Collected data entries:
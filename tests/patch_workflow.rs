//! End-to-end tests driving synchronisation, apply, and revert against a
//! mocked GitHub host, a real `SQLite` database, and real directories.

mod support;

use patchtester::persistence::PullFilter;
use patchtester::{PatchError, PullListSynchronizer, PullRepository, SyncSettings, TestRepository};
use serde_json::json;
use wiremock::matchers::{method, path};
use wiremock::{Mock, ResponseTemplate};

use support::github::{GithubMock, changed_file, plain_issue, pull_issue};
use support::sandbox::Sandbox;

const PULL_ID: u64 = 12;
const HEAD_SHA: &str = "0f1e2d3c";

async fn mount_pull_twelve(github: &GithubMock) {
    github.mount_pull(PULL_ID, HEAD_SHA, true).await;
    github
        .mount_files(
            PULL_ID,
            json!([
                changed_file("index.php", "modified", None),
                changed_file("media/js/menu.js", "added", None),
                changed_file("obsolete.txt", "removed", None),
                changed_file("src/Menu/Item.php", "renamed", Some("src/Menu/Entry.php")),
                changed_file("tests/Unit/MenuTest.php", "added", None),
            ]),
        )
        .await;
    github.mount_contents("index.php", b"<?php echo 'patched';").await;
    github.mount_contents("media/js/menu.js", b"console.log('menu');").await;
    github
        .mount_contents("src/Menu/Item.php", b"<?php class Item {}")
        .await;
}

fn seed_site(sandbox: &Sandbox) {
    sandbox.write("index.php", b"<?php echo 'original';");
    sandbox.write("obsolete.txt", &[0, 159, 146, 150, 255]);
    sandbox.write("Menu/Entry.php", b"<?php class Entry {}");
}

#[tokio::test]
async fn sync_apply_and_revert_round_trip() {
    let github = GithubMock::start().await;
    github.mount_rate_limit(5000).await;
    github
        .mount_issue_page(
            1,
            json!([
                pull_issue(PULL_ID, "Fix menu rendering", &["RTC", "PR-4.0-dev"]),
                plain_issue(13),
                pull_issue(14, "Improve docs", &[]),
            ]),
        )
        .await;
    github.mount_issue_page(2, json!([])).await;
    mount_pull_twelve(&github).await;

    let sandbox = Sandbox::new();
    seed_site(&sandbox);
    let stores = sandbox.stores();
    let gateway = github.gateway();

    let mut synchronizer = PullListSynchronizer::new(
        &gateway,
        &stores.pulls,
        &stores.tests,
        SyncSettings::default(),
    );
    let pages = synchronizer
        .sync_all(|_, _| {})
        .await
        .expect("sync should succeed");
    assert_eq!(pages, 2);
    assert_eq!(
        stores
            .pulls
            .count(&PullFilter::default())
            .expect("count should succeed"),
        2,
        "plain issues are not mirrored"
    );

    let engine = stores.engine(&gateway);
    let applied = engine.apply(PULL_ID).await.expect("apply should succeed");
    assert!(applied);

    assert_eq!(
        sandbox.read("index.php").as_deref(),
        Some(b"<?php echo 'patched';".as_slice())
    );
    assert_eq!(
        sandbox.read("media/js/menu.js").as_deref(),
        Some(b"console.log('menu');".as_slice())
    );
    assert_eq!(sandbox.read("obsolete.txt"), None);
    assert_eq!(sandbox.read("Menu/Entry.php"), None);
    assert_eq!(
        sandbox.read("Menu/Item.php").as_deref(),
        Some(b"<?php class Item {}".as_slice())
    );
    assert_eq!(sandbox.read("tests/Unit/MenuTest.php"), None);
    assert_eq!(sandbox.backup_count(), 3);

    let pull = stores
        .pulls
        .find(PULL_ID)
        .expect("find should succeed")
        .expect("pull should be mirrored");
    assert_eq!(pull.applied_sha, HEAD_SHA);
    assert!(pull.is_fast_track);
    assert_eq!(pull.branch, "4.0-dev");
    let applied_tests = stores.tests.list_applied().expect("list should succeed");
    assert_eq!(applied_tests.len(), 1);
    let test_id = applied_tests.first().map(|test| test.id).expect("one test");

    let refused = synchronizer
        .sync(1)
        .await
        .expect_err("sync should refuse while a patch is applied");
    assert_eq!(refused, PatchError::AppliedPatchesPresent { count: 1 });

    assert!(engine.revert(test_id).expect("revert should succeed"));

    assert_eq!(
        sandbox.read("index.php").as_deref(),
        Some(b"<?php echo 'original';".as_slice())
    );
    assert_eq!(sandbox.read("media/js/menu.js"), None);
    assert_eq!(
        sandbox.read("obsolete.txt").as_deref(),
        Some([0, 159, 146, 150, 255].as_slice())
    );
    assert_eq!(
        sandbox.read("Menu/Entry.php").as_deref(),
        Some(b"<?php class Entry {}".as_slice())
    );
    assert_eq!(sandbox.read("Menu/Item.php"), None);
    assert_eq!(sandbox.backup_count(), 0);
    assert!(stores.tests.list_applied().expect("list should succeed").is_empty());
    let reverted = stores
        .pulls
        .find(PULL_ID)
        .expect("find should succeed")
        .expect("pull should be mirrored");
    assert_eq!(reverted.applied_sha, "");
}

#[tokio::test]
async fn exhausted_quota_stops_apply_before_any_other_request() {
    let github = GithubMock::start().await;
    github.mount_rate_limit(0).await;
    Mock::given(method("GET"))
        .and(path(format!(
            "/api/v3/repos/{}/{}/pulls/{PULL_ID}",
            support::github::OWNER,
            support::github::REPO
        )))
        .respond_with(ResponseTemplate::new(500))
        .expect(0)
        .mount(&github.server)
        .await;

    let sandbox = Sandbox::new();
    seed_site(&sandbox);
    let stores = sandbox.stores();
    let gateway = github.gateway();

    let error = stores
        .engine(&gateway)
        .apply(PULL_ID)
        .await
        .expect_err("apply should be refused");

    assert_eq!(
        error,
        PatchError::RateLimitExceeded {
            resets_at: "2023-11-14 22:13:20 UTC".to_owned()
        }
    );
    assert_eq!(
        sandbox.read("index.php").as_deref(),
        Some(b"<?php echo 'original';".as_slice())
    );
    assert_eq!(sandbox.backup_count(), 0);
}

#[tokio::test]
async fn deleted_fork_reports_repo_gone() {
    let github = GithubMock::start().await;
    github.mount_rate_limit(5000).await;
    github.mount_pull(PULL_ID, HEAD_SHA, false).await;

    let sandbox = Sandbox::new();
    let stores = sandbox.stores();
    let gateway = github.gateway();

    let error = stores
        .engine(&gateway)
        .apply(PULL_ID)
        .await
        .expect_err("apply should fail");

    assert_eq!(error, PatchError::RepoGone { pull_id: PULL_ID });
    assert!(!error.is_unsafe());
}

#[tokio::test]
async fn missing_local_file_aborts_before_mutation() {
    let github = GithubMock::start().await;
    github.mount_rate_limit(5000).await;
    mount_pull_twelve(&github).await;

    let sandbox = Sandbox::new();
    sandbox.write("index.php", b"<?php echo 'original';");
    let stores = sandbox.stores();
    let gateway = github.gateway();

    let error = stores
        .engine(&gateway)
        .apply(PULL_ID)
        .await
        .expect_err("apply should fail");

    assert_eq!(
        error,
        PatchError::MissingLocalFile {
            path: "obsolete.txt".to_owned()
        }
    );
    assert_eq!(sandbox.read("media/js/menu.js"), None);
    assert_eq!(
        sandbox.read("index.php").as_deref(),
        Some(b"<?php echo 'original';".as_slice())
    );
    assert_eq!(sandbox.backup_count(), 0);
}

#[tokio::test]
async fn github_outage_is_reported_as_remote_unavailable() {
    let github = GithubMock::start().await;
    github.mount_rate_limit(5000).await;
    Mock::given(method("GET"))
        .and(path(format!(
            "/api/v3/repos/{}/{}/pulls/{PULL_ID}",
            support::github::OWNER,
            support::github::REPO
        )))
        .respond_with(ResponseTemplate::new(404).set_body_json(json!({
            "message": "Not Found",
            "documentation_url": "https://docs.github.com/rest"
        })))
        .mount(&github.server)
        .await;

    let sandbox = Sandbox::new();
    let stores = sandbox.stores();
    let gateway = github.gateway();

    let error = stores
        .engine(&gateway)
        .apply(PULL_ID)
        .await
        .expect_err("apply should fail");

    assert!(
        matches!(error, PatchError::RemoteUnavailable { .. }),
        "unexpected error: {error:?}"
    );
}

_TASK BRIEF_: From the first line of the data above to the line holding "async fn sync_apply_and_revert_round_trip()", reproduce each line exactly; emit no other lines.

_SOLUTION TO THIS TASK_:
filename tests/patch_workflow.rs
//! End-to-end tests driving synchronisation, apply, and revert against a
//! mocked GitHub host, a real `SQLite` database, and real directories.

mod support;

use patchtester::persistence::PullFilter;
use patchtester::{PatchError, PullListSynchronizer, PullRepository, SyncSettings, TestRepository};
use serde_json::json;
use wiremock::matchers::{method, path};
use wiremock::{Mock, ResponseTemplate};

use support::github::{GithubMock, changed_file, plain_issue, pull_issue};
use support::sandbox::Sandbox;

const PULL_ID: u64 = 12;
const HEAD_SHA: &str = "0f1e2d3c";

async fn mount_pull_twelve(github: &GithubMock) {
    github.mount_pull(PULL_ID, HEAD_SHA, true).await;
    github
        .mount_files(
            PULL_ID,
            json!([
                changed_file("index.php", "modified", None),
                changed_file("media/js/menu.js", "added", None),
                changed_file("obsolete.txt", "removed", None),
                changed_file("src/Menu/Item.php", "renamed", Some("src/Menu/Entry.php")),
                changed_file("tests/Unit/MenuTest.php", "added", None),
            ]),
        )
        .await;
    github.mount_contents("index.php", b"<?php echo 'patched';").await;
    github.mount_contents("media/js/menu.js", b"console.log('menu');").await;
    github
        .mount_contents("src/Menu/Item.php", b"<?php class Item {}")
        .await;
}

fn seed_site(sandbox: &Sandbox) {
    sandbox.write("index.php", b"<?php echo 'original';");
    sandbox.write("obsolete.txt", &[0, 159, 146, 150, 255]);
    sandbox.write("Menu/Entry.php", b"<?php class Entry {}");
}

#[tokio::test]
async fn sync_apply_and_revert_round_trip() {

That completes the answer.